The Court ultimately concludes that Plaintiffs have standing to level challenges to certain provisions of the 2020 Rule, but not others, and that they are likely to succeed (and will suffer irreparable harm) on two central claims: first, that the 2020 Rule arbitrarily and capriciously eliminated “sex stereotyping” from the prior Rule’s definition of “discrimination on the basis of sex”; and second, that it improperly incorporated Title IX’s exemption of certain religious organizations from the statute’s nondiscrimination mandate. 

Suit Challenges Tennessee's Abortion Reversal Disclosure Requirement

Suit was filed in a Tennessee federal district court this week challenging a recently enacted Tennessee abortion law (Tenn. Code Sec. 39-15-218, effective Oct. 1, 2020)  that requires doctors to tell their patients that it may be possible to reverse the effects of the first drug given to induce a medical abortion if the woman acts quickly. The complaint (full text) in Planned Parenthood of Tennessee and North Mississippi v. Slatery, (MD TN, filed 8/31/2020) alleges in part:

By forcing Plaintiffs to communicate a government-ordered message with which they and the overwhelming consensus of the medical profession disagree, and to present abortion patients with untruthful, misleading, and irrelevant information, the Act violates the First Amendment right of Plaintiffs and their staff and physicians against compelled speech, as well as their patients’ privacy rights under the Fourteenth Amendment. The Act likewise violates the Fourteenth Amendment’s guarantee of equal protection, singling out abortion providers and patients for adverse treatment not imposed on any other medical providers or patients in the State.

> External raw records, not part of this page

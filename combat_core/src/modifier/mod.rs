//! Modifier Engine - additive/percentage adjustments from equipment and effects
//!
//! Every numeric adjustment in the engine is a [`ModifierEntry`] owned by a
//! named source (an equipment set, an active effect group, ...). Sources are
//! registered and removed atomically on a [`ModifierTable`]; stat derivations
//! query the table and never special-case a modifier themselves.
//!
//! Aggregation rules:
//! - All percentage modifiers for a stat are summed, then applied once via
//!   [`apply_modifier`]: `base * (1 + percent / 100)`.
//! - Flat modifiers are summed and scaled by the game-balance
//!   `number_multiplier` at the use site.

mod kind;

pub use kind::ModifierKind;

use crate::types::AttackType;
use serde::{Deserialize, Serialize};
use std::collections::BTreeMap;

/// Apply a summed percentage modifier to a base value
pub fn apply_modifier(base: f64, percent: f64) -> f64 {
    base * (1.0 + percent / 100.0)
}

/// Filter describing which calculations a modifier entry applies to.
///
/// A `None` field matches any query; a `Some` field requires the query to
/// carry the same value.
#[derive(Debug, Clone, Default, PartialEq, Serialize, Deserialize)]
pub struct ModifierScope {
    #[serde(default)]
    pub damage_type: Option<String>,
    #[serde(default)]
    pub attack_type: Option<AttackType>,
    #[serde(default)]
    pub effect_group: Option<String>,
}

impl ModifierScope {
    /// Scope matching every query
    pub fn any() -> Self {
        ModifierScope::default()
    }

    /// Scope restricted to one damage type
    pub fn for_damage_type(id: impl Into<String>) -> Self {
        ModifierScope {
            damage_type: Some(id.into()),
            ..Default::default()
        }
    }

    /// Scope restricted to one attack type
    pub fn for_attack_type(attack_type: AttackType) -> Self {
        ModifierScope {
            attack_type: Some(attack_type),
            ..Default::default()
        }
    }

    /// Scope restricted to one effect group
    pub fn for_effect_group(id: impl Into<String>) -> Self {
        ModifierScope {
            effect_group: Some(id.into()),
            ..Default::default()
        }
    }

    fn matches(&self, query: &ModifierQuery) -> bool {
        let damage_ok = match &self.damage_type {
            None => true,
            Some(dt) => query.damage_type.as_deref() == Some(dt.as_str()),
        };
        let attack_ok = match self.attack_type {
            None => true,
            Some(at) => query.attack_type == Some(at),
        };
        let group_ok = match &self.effect_group {
            None => true,
            Some(g) => query.effect_group.as_deref() == Some(g.as_str()),
        };
        damage_ok && attack_ok && group_ok
    }
}

/// Attribute bag describing the calculation a modifier value is wanted for
#[derive(Debug, Clone, Default, PartialEq)]
pub struct ModifierQuery {
    pub damage_type: Option<String>,
    pub attack_type: Option<AttackType>,
    pub effect_group: Option<String>,
}

impl ModifierQuery {
    pub fn any() -> Self {
        ModifierQuery::default()
    }

    pub fn with_damage_type(mut self, id: impl Into<String>) -> Self {
        self.damage_type = Some(id.into());
        self
    }

    pub fn with_attack_type(mut self, attack_type: AttackType) -> Self {
        self.attack_type = Some(attack_type);
        self
    }

    pub fn with_effect_group(mut self, id: impl Into<String>) -> Self {
        self.effect_group = Some(id.into());
        self
    }
}

/// One modifier contribution from a source
#[derive(Debug, Clone, PartialEq, Serialize, Deserialize)]
pub struct ModifierEntry {
    pub kind: ModifierKind,
    pub value: f64,
    #[serde(default)]
    pub scope: ModifierScope,
}

impl ModifierEntry {
    pub fn new(kind: ModifierKind, value: f64) -> Self {
        ModifierEntry {
            kind,
            value,
            scope: ModifierScope::any(),
        }
    }

    pub fn scoped(kind: ModifierKind, value: f64, scope: ModifierScope) -> Self {
        ModifierEntry { kind, value, scope }
    }
}

/// Per-character modifier aggregate, keyed by source id
#[derive(Debug, Clone, Default)]
pub struct ModifierTable {
    sources: BTreeMap<String, Vec<ModifierEntry>>,
}

impl ModifierTable {
    pub fn new() -> Self {
        ModifierTable::default()
    }

    /// Register (or replace) a source's contributions
    pub fn add_source(&mut self, source_id: impl Into<String>, entries: Vec<ModifierEntry>) {
        self.sources.insert(source_id.into(), entries);
    }

    /// Remove a source's contributions. Returns true if the source existed.
    pub fn remove_source(&mut self, source_id: &str) -> bool {
        self.sources.remove(source_id).is_some()
    }

    pub fn has_source(&self, source_id: &str) -> bool {
        self.sources.contains_key(source_id)
    }

    /// Sum of all matching entries for a modifier kind
    pub fn get_value(&self, kind: ModifierKind, query: &ModifierQuery) -> f64 {
        self.sources
            .values()
            .flatten()
            .filter(|e| e.kind == kind && e.scope.matches(query))
            .map(|e| e.value)
            .sum()
    }

    /// Whether any matching entry gives a strictly positive total
    pub fn is_active(&self, kind: ModifierKind, query: &ModifierQuery) -> bool {
        self.get_value(kind, query) > 0.0
    }

    /// Visit the per-damage-type totals of a modifier kind.
    ///
    /// Only entries scoped to a specific damage type participate; totals are
    /// visited in damage-type id order.
    pub fn for_each_damage_type(&self, kind: ModifierKind, mut f: impl FnMut(&str, f64)) {
        let mut totals: BTreeMap<&str, f64> = BTreeMap::new();
        for entry in self.sources.values().flatten() {
            if entry.kind != kind {
                continue;
            }
            if let Some(dt) = &entry.scope.damage_type {
                *totals.entry(dt.as_str()).or_insert(0.0) += entry.value;
            }
        }
        for (dt, total) in totals {
            f(dt, total);
        }
    }
}

#[cfg(test)]
mod tests {
    use super::*;

    #[test]
    fn test_apply_modifier() {
        // 200 base with +50% = 300
        assert!((apply_modifier(200.0, 50.0) - 300.0).abs() < f64::EPSILON);
        // Negative percentages reduce
        assert!((apply_modifier(200.0, -25.0) - 150.0).abs() < f64::EPSILON);
        // Zero percent is identity
        assert!((apply_modifier(200.0, 0.0) - 200.0).abs() < f64::EPSILON);
    }

    #[test]
    fn test_sources_sum() {
        let mut table = ModifierTable::new();
        table.add_source(
            "gear",
            vec![ModifierEntry::new(ModifierKind::DamageDealtPercent, 10.0)],
        );
        table.add_source(
            "effect:rage",
            vec![ModifierEntry::new(ModifierKind::DamageDealtPercent, 15.0)],
        );

        let total = table.get_value(ModifierKind::DamageDealtPercent, &ModifierQuery::any());
        assert!((total - 25.0).abs() < f64::EPSILON);
    }

    #[test]
    fn test_remove_source() {
        let mut table = ModifierTable::new();
        table.add_source(
            "effect:rage",
            vec![ModifierEntry::new(ModifierKind::DamageDealtPercent, 15.0)],
        );
        assert!(table.remove_source("effect:rage"));
        assert!(!table.remove_source("effect:rage"));
        let total = table.get_value(ModifierKind::DamageDealtPercent, &ModifierQuery::any());
        assert!(total.abs() < f64::EPSILON);
    }

    #[test]
    fn test_scope_filters_damage_type() {
        let mut table = ModifierTable::new();
        table.add_source(
            "gear",
            vec![
                ModifierEntry::scoped(
                    ModifierKind::ResistanceFlat,
                    5.0,
                    ModifierScope::for_damage_type("core:fire"),
                ),
                ModifierEntry::new(ModifierKind::ResistanceFlat, 2.0),
            ],
        );

        let fire = ModifierQuery::any().with_damage_type("core:fire");
        let frost = ModifierQuery::any().with_damage_type("core:frost");

        // Fire query picks up both the scoped and unscoped entry
        assert!((table.get_value(ModifierKind::ResistanceFlat, &fire) - 7.0).abs() < f64::EPSILON);
        // Frost query only the unscoped one
        assert!((table.get_value(ModifierKind::ResistanceFlat, &frost) - 2.0).abs() < f64::EPSILON);
    }

    #[test]
    fn test_scope_filters_attack_type() {
        use crate::types::AttackType;

        let mut table = ModifierTable::new();
        table.add_source(
            "gear",
            vec![ModifierEntry::scoped(
                ModifierKind::EvasionPercent,
                20.0,
                ModifierScope::for_attack_type(AttackType::Ranged),
            )],
        );

        let ranged = ModifierQuery::any().with_attack_type(AttackType::Ranged);
        let melee = ModifierQuery::any().with_attack_type(AttackType::Melee);
        assert!((table.get_value(ModifierKind::EvasionPercent, &ranged) - 20.0).abs() < f64::EPSILON);
        assert!(table.get_value(ModifierKind::EvasionPercent, &melee).abs() < f64::EPSILON);
    }

    #[test]
    fn test_for_each_damage_type() {
        let mut table = ModifierTable::new();
        table.add_source(
            "gear",
            vec![
                ModifierEntry::scoped(
                    ModifierKind::ResistanceFlat,
                    5.0,
                    ModifierScope::for_damage_type("core:fire"),
                ),
                ModifierEntry::scoped(
                    ModifierKind::ResistanceFlat,
                    3.0,
                    ModifierScope::for_damage_type("core:abyssal"),
                ),
                // Unscoped entries are not visited
                ModifierEntry::new(ModifierKind::ResistanceFlat, 99.0),
            ],
        );

        let mut seen = Vec::new();
        table.for_each_damage_type(ModifierKind::ResistanceFlat, |dt, v| {
            seen.push((dt.to_string(), v));
        });
        assert_eq!(
            seen,
            vec![
                ("core:abyssal".to_string(), 3.0),
                ("core:fire".to_string(), 5.0)
            ]
        );
    }

    #[test]
    fn test_replacing_source_overwrites() {
        let mut table = ModifierTable::new();
        table.add_source(
            "gear",
            vec![ModifierEntry::new(ModifierKind::CritChance, 10.0)],
        );
        table.add_source(
            "gear",
            vec![ModifierEntry::new(ModifierKind::CritChance, 4.0)],
        );
        let total = table.get_value(ModifierKind::CritChance, &ModifierQuery::any());
        assert!((total - 4.0).abs() < f64::EPSILON);
    }
}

Courthouse News Service reports on the lawsuit. [Thanks to Scott Mange for the lead.]

Cert. Petition Filed In Hierarchical Deference Case

 A petition for certiorari (full text) was filed with the U.S. Supreme Court yesterday in Schulz v. Presbytery of  Seattle. In the case, a Washington state appellate court upheld a trial court's deference to decisions of the Administrative Commission set up by the Presbyterian Church USA's representative in connection with disputes regarding a break-away congregation.  (See prior posting.) The petition for review frames the Question Presented as:

In a dispute between a local congregation and its former denomination over ownership of property to which the local congregation holds legal title, does the First Amendment permit courts to apply a rule of absolute deference to assertions of ownership by the denomination?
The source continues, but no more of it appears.